Sanchez has eyes on a title
Last year eliminated every question about the 24-year-old — except how far he can go
A reporter from an American wire service asked pretty well every Toronto Blue Jay available on Wednesday if winning a World Series this year was a real possibility.
And every one of them, not surprisingly, said it was, including starting pitcher Aaron Sanchez.
“I think so,” the native of Barstow, Calif., said. “The last few off-seasons I think everybody in this clubhouse (has been thinking), ‘We got to the same spot twice and unfortunately came out on the losing side.’ So I think that’s one of the humps that this whole organization is trying to overcome. So I think you said it perfect: It’s World Series for us, or it’s very disappointing for us.”
Sanchez will probably have the most to say in 2017 as to whether the Jays win a World Series for the first time since 1993. Earlier this week, fellow starter Marco Estrada said one of the beautiful things about the Jays’ starting rotation was the fact all five starters — himself, Sanchez, J.A. Happ, Marcus Stroman and Francisco Liriano — were close in ability and there’s not a lot of pressure on any one guy to carry the team. But Sanchez, the youngest starter at 24, is as close to being an ace as you can get.
Last year, in only his third season in the bigs, he made the American League all-star team, posting a 15-2 record, a 3.00 ERA and 161 strikeouts in 192 innings pitched. If Sanchez is lights-out again this year and the rest of the starting rotation stays healthy, the Jays could have a shot at a World Series — though it could be tough to get out of their own division, particularly with the Boston Red Sox adding lefty Chris Sale to their rotation.
At least this season, Sanchez won’t be distracted to the point of irritation as he was for much of 2016. The young righty proved last season he can carry a heavy workload, and the discussions about how many innings he can handle should largely be a thing of the past.
“Yeah, I don’t see any limitations,” Jays manager John Gibbons said. “He ended up throwing a full year last year because some good things happened. He’s a big strong kid.

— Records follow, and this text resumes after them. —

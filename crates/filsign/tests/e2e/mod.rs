//! End-to-end tests of every operation the executor runs.

pub mod audit_test;
pub mod command_test;
pub mod market_test;
pub mod miner_test;
pub mod transfer_test;
//! Unsigned LEB128 varints, as used in ID address payloads and CID prefixes.

/// Longest encoding of a `u64`.
const MAX_LEN: usize = 10;

/// Appends the varint encoding of `value` to `out`.
pub fn write_uvarint(out: &mut Vec<u8>, mut value: u64) {
    loop {
        // Truncation is intended: only the low seven bits are kept.
        #[allow(clippy::cast_possible_truncation)]
        let byte = (value & 0x7f) as u8;
        value >>= 7;
        if value == 0 {
            out.push(byte);
            return;
        }
        out.push(byte | 0x80);
    }
}

/// Encodes `value` as a standalone varint.
#[must_use]
pub fn to_uvarint(value: u64) -> Vec<u8> {
    let mut out = Vec::with_capacity(MAX_LEN);
    write_uvarint(&mut out, value);
    out
}

/// Reads one minimally-encoded varint from the front of `data`.
///
/// Returns the value and the number of bytes consumed, or `None` when the
/// input is truncated, overflows 64 bits, or carries a redundant trailing
/// zero group.
#[must_use]
pub fn read_uvarint(data: &[u8]) -> Option<(u64, usize)> {
    let mut value: u64 = 0;
    for (i, &byte) in data.iter().enumerate().take(MAX_LEN) {
        let group = u64::from(byte & 0x7f);
        if i == MAX_LEN - 1 && group > 1 {
            return None;
        }
        value |= group << (7 * i);
        if byte & 0x80 == 0 {
            if byte == 0 && i > 0 {
                return None;
            }
            return Some((value, i + 1));
        }
    }
    None
}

He worked really hard this winter.
“We’re going to monitor him here in spring training and back him off a little bit. I don’t think he makes his first spring training start until (March) 8 or 9, something like that. So we’ll keep an eye on that, but he’s good to go. No concerns.”

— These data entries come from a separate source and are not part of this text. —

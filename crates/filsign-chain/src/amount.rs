//! Token amounts in attoFIL.
//!
//! [`TokenAmount`] is an arbitrary-precision non-negative integer. It
//! carries three representations:
//!
//! - CBOR: a byte string, empty for zero, otherwise a `0x00` sign byte
//!   followed by the big-endian magnitude
//! - JSON: the decimal attoFIL string
//! - Display: whole FIL with trailing zeros trimmed, e.g. `1.5 FIL`
//!
//! # Example
//!
//! ```
//! use filsign_chain::amount::TokenAmount;
//!
//! let amount = TokenAmount::parse_fil("1.5").unwrap();
//! assert_eq!(amount.atto().to_string(), "1500000000000000000");
//! assert_eq!(amount.to_string(), "1.5 FIL");
//! ```

use crate::cbor::{Decoder, Encoder};
use filsign_core::error::{CodecError, CodecResult, ValidationError};
use num_bigint::BigUint;
use num_traits::Zero;
use serde::{Deserialize, Deserializer, Serialize, Serializer};
use std::fmt;
use std::ops::Mul;

/// attoFIL per FIL.
pub const ATTO_PER_FIL: u64 = 1_000_000_000_000_000_000;

/// Number of fractional FIL digits.
pub const FIL_DECIMALS: usize = 18;

/// Cap on an encoded big integer (sign byte plus 128 bytes of magnitude).
const MAX_BIGINT_BYTES: usize = 129;

const BIGINT_FIELD: &str = "token amount";

fn oversize(len: usize) -> CodecError {
    CodecError::malformed(format!(
        "{BIGINT_FIELD} of {len} bytes exceeds {MAX_BIGINT_BYTES}"
    ))
}

/// A non-negative amount of attoFIL.
#[derive(Debug, Clone, Default, PartialEq, Eq, PartialOrd, Ord, Hash)]
pub struct TokenAmount(BigUint);

impl TokenAmount {
    /// Zero.
    #[must_use]
    pub fn zero() -> Self {
        Self(BigUint::zero())
    }

    /// Creates an amount from attoFIL.
    #[must_use]
    pub fn from_atto(atto: impl Into<BigUint>) -> Self {
        Self(atto.into())
    }

    /// Creates an amount of whole FIL.
    #[must_use]
    pub fn from_whole(fil: u64) -> Self {
        Self(BigUint::from(fil) * ATTO_PER_FIL)
    }

    /// The amount in attoFIL.
    #[must_use]
    pub const fn atto(&self) -> &BigUint {
        &self.0
    }

    /// Consumes the amount and returns the attoFIL value.
    #[must_use]
    pub fn into_atto(self) -> BigUint {
        self.0
    }

    /// Returns `true` for zero.
    #[must_use]
    pub fn is_zero(&self) -> bool {
        self.0.is_zero()
    }

    /// Subtraction that returns `None` instead of going negative.
    #[must_use]
    pub fn checked_sub(&self, other: &Self) -> Option<Self> {
        (self.0 >= other.0).then(|| Self(&self.0 - &other.0))
    }

    /// Subtraction that stops at zero.
    #[must_use]
    pub fn saturating_sub(&self, other: &Self) -> Self {
        self.checked_sub(other).unwrap_or_default()
    }

    /// Integer division. Division by zero yields zero.
    #[must_use]
    pub fn div_floor(&self, divisor: u64) -> Self {
        if divisor == 0 {
            return Self::zero();
        }
        Self(&self.0 / divisor)
    }

    /// Parses a FIL amount such as `1.5`, `0.000001` or `2 FIL`.
    ///
    /// At most 18 fractional digits are accepted. Signs, exponents and
    /// empty input are rejected.
    ///
    /// # Errors
    ///
    /// Returns [`ValidationError::InvalidAmount`] on malformed input.
    pub fn parse_fil(input: &str) -> Result<Self, ValidationError> {
        let invalid = |reason: &str| ValidationError::invalid_amount(input, reason);

        let trimmed = input.trim();
        let number = trimmed
            .strip_suffix("FIL")
            .or_else(|| trimmed.strip_suffix("fil"))
            .unwrap_or(trimmed)
            .trim_end();

        let (whole, frac) = number.split_once('.').unwrap_or((number, ""));
        if whole.is_empty() && frac.is_empty() {
            return Err(invalid("empty amount"));
        }
        if !whole.bytes().all(|b| b.is_ascii_digit()) || !frac.bytes().all(|b| b.is_ascii_digit())
        {
            return Err(invalid("expected a non-negative decimal number"));
        }
        if frac.len() > FIL_DECIMALS {
            return Err(invalid("more than 18 decimal places"));
        }

        let digits = format!("{whole}{frac:0<width$}", width = FIL_DECIMALS);
        let atto = BigUint::parse_bytes(digits.as_bytes(), 10)
            .ok_or_else(|| invalid("expected a non-negative decimal number"))?;
        Ok(Self(atto))
    }

    /// Parses a plain attoFIL integer.
    ///
    /// # Errors
    ///
    /// Returns [`ValidationError::InvalidAmount`] unless the input is a
    /// non-empty string of decimal digits.
    pub fn parse_atto(input: &str) -> Result<Self, ValidationError> {
        let digits = input.trim();
        if digits.is_empty() || !digits.bytes().all(|b| b.is_ascii_digit()) {
            return Err(ValidationError::invalid_amount(
                input,
                "expected a non-negative integer",
            ));
        }
        BigUint::parse_bytes(digits.as_bytes(), 10)
            .map(Self)
            .ok_or_else(|| ValidationError::invalid_amount(input, "expected a non-negative integer"))
    }

    /// Writes the CBOR big-integer form.
    ///
    /// # Errors
    ///
    /// Returns [`CodecError::MalformedEncoding`] if the magnitude is wider
    /// than 128 bytes, the same error [`read_cbor`](Self::read_cbor) raises
    /// for such an item.
    pub fn write_cbor(&self, enc: &mut Encoder) -> CodecResult<()> {
        if self.0.is_zero() {
            enc.write_bytes(&[]);
            return Ok(());
        }
        let magnitude = self.0.to_bytes_be();
        let mut buf = Vec::with_capacity(magnitude.len() + 1);
        buf.push(0x00);
        buf.extend_from_slice(&magnitude);
        if buf.len() > MAX_BIGINT_BYTES {
            return Err(oversize(buf.len()));
        }
        enc.write_bytes(&buf);
        Ok(())
    }

    /// Reads the CBOR big-integer form.
    ///
    /// # Errors
    ///
    /// Returns [`CodecError::MalformedEncoding`] for a negative sign byte,
    /// an unknown sign byte, a zero-padded magnitude or one wider than
    /// 128 bytes.
    pub fn read_cbor(dec: &mut Decoder<'_>) -> CodecResult<Self> {
        let bytes = dec.read_field_bytes(MAX_BIGINT_BYTES, BIGINT_FIELD)?;
        let Some((&sign, magnitude)) = bytes.split_first() else {
            return Ok(Self::zero());
        };
        match sign {
            0x00 => {}
            0x01 => return Err(CodecError::malformed("negative token amount")),
            other => {
                return Err(CodecError::malformed(format!(
                    "invalid big integer sign byte {other:#04x}"
                )))
            }
        }
        if magnitude.first().map_or(true, |&b| b == 0) {
            return Err(CodecError::malformed("big integer is not minimally encoded"));
        }
        Ok(Self(BigUint::from_bytes_be(magnitude)))
    }
}

impl fmt::Display for TokenAmount {
    fn fmt(&self, f: &mut fmt::Formatter<'_>) -> fmt::Result {
        let unit = BigUint::from(ATTO_PER_FIL);
        let whole = &self.0 / &unit;
        let frac = &self.0 % &unit;

        if frac.is_zero() {
            return write!(f, "{whole} FIL");
        }
        let frac = format!("{:0>width$}", frac.to_string(), width = FIL_DECIMALS);
        write!(f, "{whole}.{} FIL", frac.trim_end_matches('0'))
    }
}

impl From<u64> for TokenAmount {
    fn from(atto: u64) -> Self {
        Self(BigUint::from(atto))
    }
}

impl From<BigUint> for TokenAmount {
    fn from(atto: BigUint) -> Self {
        Self(atto)
    }
}

impl Mul<u64> for &TokenAmount {
    type Output = TokenAmount;

    fn mul(self, rhs: u64) -> TokenAmount {
        TokenAmount(&self.0 * rhs)
    }
}

impl Serialize for TokenAmount {
    fn serialize<S: Serializer>(&self, serializer: S) -> Result<S::Ok, S::Error> {
        serializer.collect_str(&self.0)
    }
}

impl<'de> Deserialize<'de> for TokenAmount {
    fn deserialize<D: Deserializer<'de>>(deserializer: D) -> Result<Self, D::Error> {
        let s = String::deserialize(deserializer)?;
        Self::parse_atto(&s).map_err(serde::de::Error::custom)
    }
}

#[cfg(test)]
mod tests {
    #![allow(clippy::unwrap_used, clippy::expect_used)]

    use super::*;

    fn cbor(amount: &TokenAmount) -> Vec<u8> {
        let mut enc = Encoder::new();
        amount.write_cbor(&mut enc).unwrap();
        enc.into_bytes()
    }

    #[test]
    fn test_parse_fil() {
        assert_eq!(
            TokenAmount::parse_fil("1").unwrap(),
            TokenAmount::from_whole(1)
        );
        assert_eq!(
            TokenAmount::parse_fil("1.5 FIL").unwrap().atto().to_string(),
            "1500000000000000000"
        );
        assert_eq!(
            TokenAmount::parse_fil("0.000000000000000001").unwrap(),
            TokenAmount::from(1u64)
        );
        assert_eq!(
            TokenAmount::parse_fil(".25fil").unwrap().atto().to_string(),
            "250000000000000000"
        );
        assert_eq!(TokenAmount::parse_fil("0").unwrap(), TokenAmount::zero());
    }

    #[test]
    fn test_parse_fil_rejects() {
        for bad in ["", ".", "-1", "+1", "1e18", "1.2.3", "abc", "1.0000000000000000001"] {
            assert!(TokenAmount::parse_fil(bad).is_err(), "{bad:?} should fail");
        }
    }

    #[test]
    fn test_parse_atto() {
        assert_eq!(
            TokenAmount::parse_atto("123").unwrap(),
            TokenAmount::from(123u64)
        );
        assert!(TokenAmount::parse_atto("1.5").is_err());
        assert!(TokenAmount::parse_atto("").is_err());
        assert!(TokenAmount::parse_atto("-3").is_err());
    }

    #[test]
    fn test_display() {
        assert_eq!(TokenAmount::zero().to_string(), "0 FIL");
        assert_eq!(TokenAmount::from_whole(10).to_string(), "10 FIL");
        assert_eq!(TokenAmount::parse_fil("1.5").unwrap().to_string(), "1.5 FIL");
        assert_eq!(
            TokenAmount::from(1u64).to_string(),
            "0.000000000000000001 FIL"
        );
    }

    #[test]
    fn test_cbor_form() {
        assert_eq!(cbor(&TokenAmount::zero()), vec![0x40]);
        assert_eq!(
            hex::encode(cbor(&TokenAmount::from_whole(1))),
            "49000de0b6b3a7640000"
        );
    }

    #[test]
    fn test_cbor_decode_rejects_negative_and_padding() {
        let err = TokenAmount::read_cbor(&mut Decoder::new(&[0x42, 0x01, 0x05])).unwrap_err();
        assert!(matches!(err, CodecError::MalformedEncoding { .. }));

        let err = TokenAmount::read_cbor(&mut Decoder::new(&[0x43, 0x00, 0x00, 0x05])).unwrap_err();
        assert!(matches!(err, CodecError::MalformedEncoding { .. }));

        let err = TokenAmount::read_cbor(&mut Decoder::new(&[0x41, 0x00])).unwrap_err();
        assert!(matches!(err, CodecError::MalformedEncoding { .. }));
    }

    #[test]
    fn test_cbor_decode_positive() {
        let amount = TokenAmount::read_cbor(&mut Decoder::new(&[0x43, 0x00, 0x01, 0x00])).unwrap();
        assert_eq!(amount, TokenAmount::from(256u64));
    }

    #[test]
    fn test_arithmetic() {
        let five = TokenAmount::from(5u64);
        let three = TokenAmount::from(3u64);

        assert_eq!(five.checked_sub(&three), Some(TokenAmount::from(2u64)));
        assert_eq!(three.checked_sub(&five), None);
        assert_eq!(three.saturating_sub(&five), TokenAmount::zero());
        assert_eq!(&five * 3, TokenAmount::from(15u64));
        assert_eq!(five.div_floor(2), TokenAmount::from(2u64));
        assert_eq!(five.div_floor(0), TokenAmount::zero());
    }

    #[test]
    fn test_json_is_decimal_string() {
        let amount = TokenAmount::from_whole(2);
        let json = serde_json::to_string(&amount).unwrap();
        assert_eq!(json, "\"2000000000000000000\"");
        assert_eq!(serde_json::from_str::<TokenAmount>(&json).unwrap(), amount);
    }
}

Sanchez, whose previous high in innings over a professional season was 102, admitted he felt fatigued after the 2016 season and dropped a considerable amount of weight, but said it wasn’t a problem.
“You got to listen to your body and it will tell you everything,” he said. “I think the biggest thing from now until the season starts is just communication (with the team) on how I feel and what we do moving forward after that.”
Sanchez threw his high-tomid-90s fastball 88 per cent of the time during his first season with the Jays in 2014, but that dropped to 74.3 per cent last year with the development of his curveball and change-up. He hopes to improve on his secondary pitches as his career advances.
“The last few years (at spring training) I’ve come in having to compete for a spot,” Sanchez said. “This year, I get the luxury of (being able) to work on things, the biggest thing being my changeup. I feel like I made tremendous strides with my curveball last season and even in the off-season. So I think our focus this year is change-up. I don’t want to get too caught up into it, just enough to have that fear, to be comfortable with it.”
Toronto Blue Jays manager John Gibbons, seen sharing a laugh with starting pitcher Aaron Sanchez at spring training in Dunedin, Fla., on Wednesday, says he has “no concerns” about Sanchez’s ability to start for a full season after last year’s campaign.